The Odisha Public Service Commission (OPSC) is a government agency of the state of Odisha, India, responsible for the recruitment of candidates for various state government jobs through competitive examinations. It advises the Government of Odisha on all matters relating to the rules of recruitment, appointment, transfer, promotion, professional standards and disciplinary action. In this capacity, the commission organizes recruitment procedures, competitive examinations and screening tests, and candidate interview boards for the appointment of candidates within the state.

== History ==
The recommendations of the Royal Commission on superior services in India, 1949 are referred to in short as the Lee Commission.
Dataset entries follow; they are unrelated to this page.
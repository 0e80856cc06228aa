use std::collections::{BTreeMap, HashMap};

use chrono::NaiveDate;

use super::traits::HistorySource;
use crate::models::chart::{HistoricalPoint, TimeWindow};

/// Price history supplied by the integrator (fetched market data, imports,
/// fixtures). Points are kept sorted by date, one per day.
#[derive(Debug, Clone, Default)]
pub struct StaticHistorySource {
    name: String,
    series: HashMap<(String, TimeWindow), Vec<HistoricalPoint>>,
}

impl StaticHistorySource {
    pub fn new(name: impl Into<String>) -> Self {
        Self {
            name: name.into(),
            series: HashMap::new(),
        }
    }

    /// Store the series for (symbol, window). Points are sorted by date; for
    /// duplicate dates the last one given wins.
    pub fn insert(&mut self, symbol: &str, window: TimeWindow, points: Vec<HistoricalPoint>) {
        let mut by_date: BTreeMap<NaiveDate, f64> = BTreeMap::new();
        for point in points {
            by_date.insert(point.date, point.price);
        }
        let sorted = by_date
            .into_iter()
            .map(|(date, price)| HistoricalPoint { date, price })
            .collect();
        self.series
            .insert((symbol.trim().to_uppercase(), window), sorted);
    }

    pub fn with_series(
        mut self,
        symbol: &str,
        window: TimeWindow,
        points: Vec<HistoricalPoint>,
    ) -> Self {
        self.insert(symbol, window, points);
        self
    }

    pub fn len(&self) -> usize {
        self.series.len()
    }

    pub fn is_empty(&self) -> bool {
        self.series.is_empty()
    }
}

impl HistorySource for StaticHistorySource {
    fn name(&self) -> &str {
        &self.name
    }

    fn supports(&self, symbol: &str) -> bool {
        self.series.keys().any(|(s, _)| s == symbol)
    }

    /// Stored points are returned as-is; `end` is ignored because the data
    /// was captured for a specific window already.
    fn series(
        &self,
        symbol: &str,
        window: TimeWindow,
        _end: NaiveDate,
    ) -> Option<Vec<HistoricalPoint>> {
        self.series.get(&(symbol.to_string(), window)).cloned()
    }
}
They were added to the Constitution of India as Articles 315 to 323. OPSC was constituted on 1 April 1949 after its bifurcation from the former Bihar and Odisha Joint Public Service Commission. At the time of creation, the Odisha Public Service Commission had three members, including a chairman. The membership increased to five in 1979 and further increased to six in 1996.

== Functions ==
The functions of the Commission are divided into the following four categories:

- Advice on the framing of recruitment rules and amendments with regard to the recruitment and conditions of service of Group 'B' posts/services carrying scale of pay of Rs. 6500-200-10,500/- and above and Group 'A' posts/services.
- Advice on punishment proposed by the disciplinary authority in finalization of departmental proceedings under the Odisha Civil Services (Classification, Control & Appeal) Rules, 1962 read with Rule 7 of the Odisha Civil Services (Pension) Rules, 1992.
- Advice on matters relating to promotion of officers and fixation of inter-seniority, etc., with regard to officers of Group 'B' carrying a pay scale of Rs. 6500-200-10,500/- and above and all Group 'A' officers.
- Recruitment of candidates to posts/services belonging to Group 'B' and above under the State Government.
  - Through competitive examination and viva vice test as prescribed in the recruitment rules; and
  - Through viva vice test only.

== Examinations ==
List of examinations conducted by the Odisha Public Service Commission:
- Odisha Civil Service Examination
- Odisha Judicial Service Examination
- Odisha Education Services
- Odisha Statistics & Economics Service
- Odisha Municipality Administration Service
- Junior Lecturers in O.E.S.
- Asst. Section Officer
- Assistant Conservator of Forests and Forest Ranger
- Asst. Executive Engineer (Civil & Mechanical)
- Asst. Executive Engineer (Electrical)
- Junior Assistant in the Office of OPSC
- Assistant Soil Conservation Officer
- Assistant Agriculture Officer
- Assistant Agriculture Engineer
- Assistant Horticulture Officer
- Assistant Fisheries Officer
- Odisha Technical Education and training service.
- Medical Officers .
- Ayurvedic medical officers.
- Homeopathy Medical Officers.
- Odisha Mining and Geology service .
- Drug Inspector
- Assistant Industries Officer
- IAS

== Delays in announcing examination results ==
OPSC was criticized for not conducting examinations on time due to various cases pending with State Administrative Tribunal (SAT) and Odisha High Court. The final result of Odisha Civil Service, 2011 was declared only in February, 2016. It has been more than four years since the advertisement and nine months since the examination for Assistant Section Officer, but OPSC has been unable to decide the date of the result announcement. Questions were raised by the candidates who contested for the post. They claim that if OPSC was not so hurried in the recruitment process, they could have advertised the vacancy in 2017 or later.